• **AIM OF THE EXERCISE**: Scan the listing below. Return every line containing the string "derive".

• **INFORMATION GIVEN**:
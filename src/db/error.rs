use crate::errors::domain::{classify_io_error, DomainError, ErrorCode, IoErrorHint};
use std::fmt;

#[derive(Debug, Clone, Copy, PartialEq, Eq)]
pub enum DbErrorCode {
    DataDirUnavailable,
    PermissionDenied,
    ReadOnlyFilesystem,
    NotFound,
    OpenFailed,
    SchemaInitFailed,
    ReadFailed,
    WriteFailed,
}

impl ErrorCode for DbErrorCode {
    fn as_code_str(self) -> &'static str {
        match self {
            Self::DataDirUnavailable => "data_dir_unavailable",
            Self::PermissionDenied => "permission_denied",
            Self::ReadOnlyFilesystem => "read_only_filesystem",
            Self::NotFound => "not_found",
            Self::OpenFailed => "open_failed",
            Self::SchemaInitFailed => "schema_init_failed",
            Self::ReadFailed => "read_failed",
            Self::WriteFailed => "write_failed",
        }
    }
}

#[derive(Debug, Clone)]
pub struct DbError {
    code: DbErrorCode,
    message: String,
}

impl DbError {
    pub fn new(code: DbErrorCode, message: impl Into<String>) -> Self {
        Self {
            code,
            message: message.into(),
        }
    }

    pub fn code(&self) -> DbErrorCode {
        self.code
    }

    pub fn from_io_error(
        fallback: DbErrorCode,
        context: impl Into<String>,
        error: std::io::Error,
    ) -> Self {
        let code = match classify_io_error(&error) {
            IoErrorHint::PermissionDenied => DbErrorCode::PermissionDenied,
            IoErrorHint::ReadOnlyFilesystem => DbErrorCode::ReadOnlyFilesystem,
            IoErrorHint::NotFound => DbErrorCode::NotFound,
            IoErrorHint::Other => fallback,
        };
        Self::new(code, format!("{}: {error}", context.into()))
    }

    pub fn from_sqlite_error(
        fallback: DbErrorCode,
        context: impl Into<String>,
        error: rusqlite::Error,
    ) -> Self {
        let code = match &error {
            rusqlite::Error::SqliteFailure(inner, _) => match inner.code {
                rusqlite::ffi::ErrorCode::PermissionDenied => DbErrorCode::PermissionDenied,
                rusqlite::ffi::ErrorCode::ReadOnly => DbErrorCode::ReadOnlyFilesystem,
                rusqlite::ffi::ErrorCode::NotFound => DbErrorCode::NotFound,
                rusqlite::ffi::ErrorCode::CannotOpen => DbErrorCode::OpenFailed,
                _ => fallback,
            },
            _ => fallback,
        };
        Self::new(code, format!("{}: {error}", context.into()))
    }
}

impl fmt::Display for DbError {
    fn fmt(&self, f: &mut fmt::Formatter<'_>) -> fmt::Result {
        write!(f, "{}", self.message)
    }
}

impl std::error::Error for DbError {}

impl DomainError for DbError {
    fn code_str(&self) -> &'static str {
        self.code.as_code_str()
    }

    fn message(&self) -> &str {
        &self.message
    }
}

pub type DbResult<T> = Result<T, DbError>;

#[cfg(test)]
mod tests {
    use super::*;

    #[test]
    fn io_errors_keep_their_hint() {
        let denied = std::io::Error::from(std::io::ErrorKind::PermissionDenied);
        let err = DbError::from_io_error(
            DbErrorCode::DataDirUnavailable,
            "Failed to create data dir",
            denied,
        );
        assert_eq!(err.code(), DbErrorCode::PermissionDenied);

        let odd = std::io::Error::new(std::io::ErrorKind::Other, "odd");
        let err = DbError::from_io_error(
            DbErrorCode::DataDirUnavailable,
            "Failed to create data dir",
            odd,
        );
        assert_eq!(err.code(), DbErrorCode::DataDirUnavailable);
        assert!(err.to_string().starts_with("Failed to create data dir: "));
    }

    #[test]
    fn sqlite_open_failure_maps_to_open_failed() {
        let missing = std::env::temp_dir()
            .join("metabox-no-such-dir")
            .join("nested")
            .join("x.db");
        let err = rusqlite::Connection::open(&missing)
            .map_err(|e| {
                DbError::from_sqlite_error(DbErrorCode::ReadFailed, "Failed to open db", e)
            })
            .unwrap_err();
        assert_eq!(err.code(), DbErrorCode::OpenFailed);
    }
}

• **SOLUTION FOR THIS PROBLEM**:
#[derive(Debug, Clone, Copy, PartialEq, Eq)]
#[derive(Debug, Clone)]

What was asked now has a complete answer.